Massachusetts General Laws Chapter 269, Section 13 specifically prohibits false alarms of fire. It defines this offense as an outcry, the ringing of bells or other actions to make or circulate a false alarm of fire without a reasonable cause. It states that the punishment for this offense is at least a $100 fine but no more than $500, and/or imprisonment in a jail or house of correction for up to one year.
In Massachusetts, pulling a fire alarm can also fall under the umbrella of disorderly conduct. This can result in a jail sentence, although the sentence is lighter than a conviction under the state’s law for false alarms of fire. According to Chapter 272, Section 53 of the law, disorderly conduct (also known as disturbing the peace) refers to offensive and disorderly acts or language that accosts or annoys another person. This definition can include pulling a false fire alarm.
State law says that for a first-offense disorderly conduct conviction, the punishment is a fine of up to $150. For a second or subsequent offense, the penalties increase to include potential jail time or a sentence at a correctional facility. Imprisonment for this crime will be for no more than six months. Note, however, that this statute does not apply to minors at an elementary or secondary school for conduct within school grounds or in the course of school-related events. If a child pulls a false fire alarm at school, therefore, he or she most likely will not face criminal charges.
If you or a loved one gets charged with pulling a false fire alarm or disorderly conduct, you may be arrested and brought to the nearest police station for booking. This means you will have your mugshots and fingerprints taken. You will have the chance to make a phone call, which you should use to contact a criminal defense attorney for legal advice. You may be released after booking to await your arraignment hearing or you may be held in jail until a judge can enter charges against you.
At your first hearing, you will hear the exact charges being brought and enter a plea of guilty, not guilty or no contest. A Woburn criminal defense lawyer can give you advice about which plea to enter based on your situation. If you plead guilty or no contest, you will be given your sentence by a judge at a separate hearing. If you plead not guilty, your case will go to trial, where you or your lawyer can assert a defense against the charges, such as wrong defendant, alibi, lack of intent or no crime committed.
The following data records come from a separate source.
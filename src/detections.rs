//! JSON documents carrying segmentation detector output.
//!
//! The detector itself runs outside this crate; its output (one mask, box
//! and score per candidate) is exchanged as JSON:
//!
//! ```json
//! {
//!   "mask_width": 160, "mask_height": 120,
//!   "box_space": "pixel",
//!   "detections": [
//!     {"bbox": {"xmin": 10, "ymin": 10, "xmax": 90, "ymax": 70},
//!      "score": 0.91,
//!      "mask": {"start": 0, "counts": [12, 30, 118, 30]}}
//!   ]
//! }
//! ```
//!
//! Masks are row-major run lengths. Runs alternate between empty and
//! occupied cells beginning with `start`, and must cover the whole grid.

use std::fs::File;
use std::io::BufReader;
use std::path::{Path, PathBuf};

use image::RgbImage;
use serde::{Deserialize, Serialize};

use crate::error::PlatescanError;
use crate::geom::{BBoxXYXY, Pixel};
use crate::pipeline::Detector;
use crate::region::{Mask, Region};

/// Coordinate space of the boxes in a document.
#[derive(Clone, Copy, Debug, Default, PartialEq, Eq, Serialize, Deserialize)]
#[serde(rename_all = "lowercase")]
pub enum BoxSpace {
    #[default]
    Pixel,
    Normalized,
}

/// Run-length encoded mask.
#[derive(Clone, Debug, Default, PartialEq, Eq, Serialize, Deserialize)]
pub struct RleMask {
    /// Value of the first run (0 or 1).
    #[serde(default)]
    pub start: u8,
    pub counts: Vec<u64>,
}

/// One detector candidate as stored in the document.
#[derive(Clone, Debug, PartialEq, Serialize, Deserialize)]
pub struct DetectionEntry {
    /// Box in the document's [`BoxSpace`].
    pub bbox: BBoxXYXY<Pixel>,
    #[serde(default)]
    pub score: f64,
    pub mask: RleMask,
}

/// Detector output for one image.
#[derive(Clone, Debug, Default, PartialEq, Serialize, Deserialize)]
pub struct DetectionsDocument {
    pub mask_width: u32,
    pub mask_height: u32,
    #[serde(default)]
    pub box_space: BoxSpace,
    #[serde(default)]
    pub detections: Vec<DetectionEntry>,
}

impl DetectionsDocument {
    /// Builds a pixel-space document from regions sharing one mask grid.
    pub fn from_regions(mask_width: u32, mask_height: u32, regions: &[Region]) -> Self {
        Self {
            mask_width,
            mask_height,
            box_space: BoxSpace::Pixel,
            detections: regions
                .iter()
                .map(|r| DetectionEntry {
                    bbox: r.bbox,
                    score: r.score,
                    mask: encode_rle(&r.mask),
                })
                .collect(),
        }
    }

    /// Decodes every entry into a [`Region`] for an image of the given size.
    ///
    /// Normalized boxes are scaled to pixels here.
    pub fn to_regions(&self, image_width: u32, image_height: u32) -> Result<Vec<Region>, String> {
        self.detections
            .iter()
            .enumerate()
            .map(|(idx, entry)| {
                let mask = decode_rle(&entry.mask, self.mask_width, self.mask_height)
                    .map_err(|msg| format!("detection {}: {}", idx, msg))?;
                let bbox = match self.box_space {
                    BoxSpace::Pixel => entry.bbox,
                    BoxSpace::Normalized => entry
                        .bbox
                        .assume_normalized()
                        .to_pixel(image_width, image_height),
                };
                if !bbox.is_finite() {
                    return Err(format!("detection {}: box is not finite", idx));
                }
                Ok(Region::new(mask, bbox, entry.score))
            })
            .collect()
    }
}

/// Largest mask grid accepted from a document.
const MAX_MASK_CELLS: u64 = 1 << 26;

/// Decodes a run-length mask on a `width x height` grid.
pub fn decode_rle(rle: &RleMask, width: u32, height: u32) -> Result<Mask, String> {
    if rle.start > 1 {
        return Err(format!("start must be 0 or 1, got {}", rle.start));
    }

    let expected = u64::from(width) * u64::from(height);
    if expected > MAX_MASK_CELLS {
        return Err(format!("mask grid {}x{} is too large", width, height));
    }
    let total = rle
        .counts
        .iter()
        .try_fold(0u64, |acc, &c| acc.checked_add(c))
        .ok_or_else(|| "run lengths overflow".to_string())?;
    if total != expected {
        return Err(format!(
            "run lengths cover {} cells, mask grid has {}",
            total, expected
        ));
    }

    let mut cells = Vec::with_capacity(expected as usize);
    let mut value = rle.start == 1;
    for &count in &rle.counts {
        cells.extend(std::iter::repeat_n(value, count as usize));
        value = !value;
    }

    Mask::from_cells(width, height, cells).ok_or_else(|| "mask size mismatch".to_string())
}

/// Run-length encodes a mask, always starting with an empty run.
pub fn encode_rle(mask: &Mask) -> RleMask {
    let mut counts = Vec::new();
    let mut current = false;
    let mut run = 0u64;
    for &cell in mask.cells() {
        if cell == current {
            run += 1;
        } else {
            counts.push(run);
            current = cell;
            run = 1;
        }
    }
    counts.push(run);
    RleMask { start: 0, counts }
}

/// Parses a detections document from a JSON string.
pub fn from_detections_str(json: &str) -> Result<DetectionsDocument, serde_json::Error> {
    serde_json::from_str(json)
}

/// Parses a detections document from JSON bytes.
pub fn from_detections_slice(bytes: &[u8]) -> Result<DetectionsDocument, serde_json::Error> {
    serde_json::from_slice(bytes)
}

pub fn to_detections_string(doc: &DetectionsDocument) -> Result<String, serde_json::Error> {
    serde_json::to_string_pretty(doc)
}

/// Reads a detections document from a file.
pub fn read_detections(path: &Path) -> Result<DetectionsDocument, PlatescanError> {
    let file = File::open(path).map_err(PlatescanError::Io)?;
    let reader = BufReader::new(file);

    serde_json::from_reader(reader).map_err(|source| PlatescanError::DetectionsParse {
        path: path.to_path_buf(),
        source,
    })
}

/// A [`Detector`] that replays a precomputed detections file.
#[derive(Clone, Debug)]
pub struct JsonDetections {
    path: PathBuf,
    document: DetectionsDocument,
}

impl JsonDetections {
    pub fn open(path: &Path) -> Result<Self, PlatescanError> {
        Ok(Self {
            path: path.to_path_buf(),
            document: read_detections(path)?,
        })
    }

    pub fn document(&self) -> &DetectionsDocument {
        &self.document
    }
}

impl Detector for JsonDetections {
    fn detect(&self, image: &RgbImage) -> Result<Vec<Region>, PlatescanError> {
        let (width, height) = image.dimensions();
        self.document
            .to_regions(width, height)
            .map_err(|message| PlatescanError::InvalidDetections {
                path: self.path.clone(),
                message,
            })
    }
}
Disorderly conduct is a serious crime that can permanently remain on a defendant’s record. The right defense strategy could protect you or your child from the most serious penalties that are possible for pulling a false fire alarm in Massachusetts. When your future is on the line, it is critical to contact a qualified attorney to represent you during the criminal justice process. Contact the Middlesex County criminal defense attorneys of Spring & Spring today for more information.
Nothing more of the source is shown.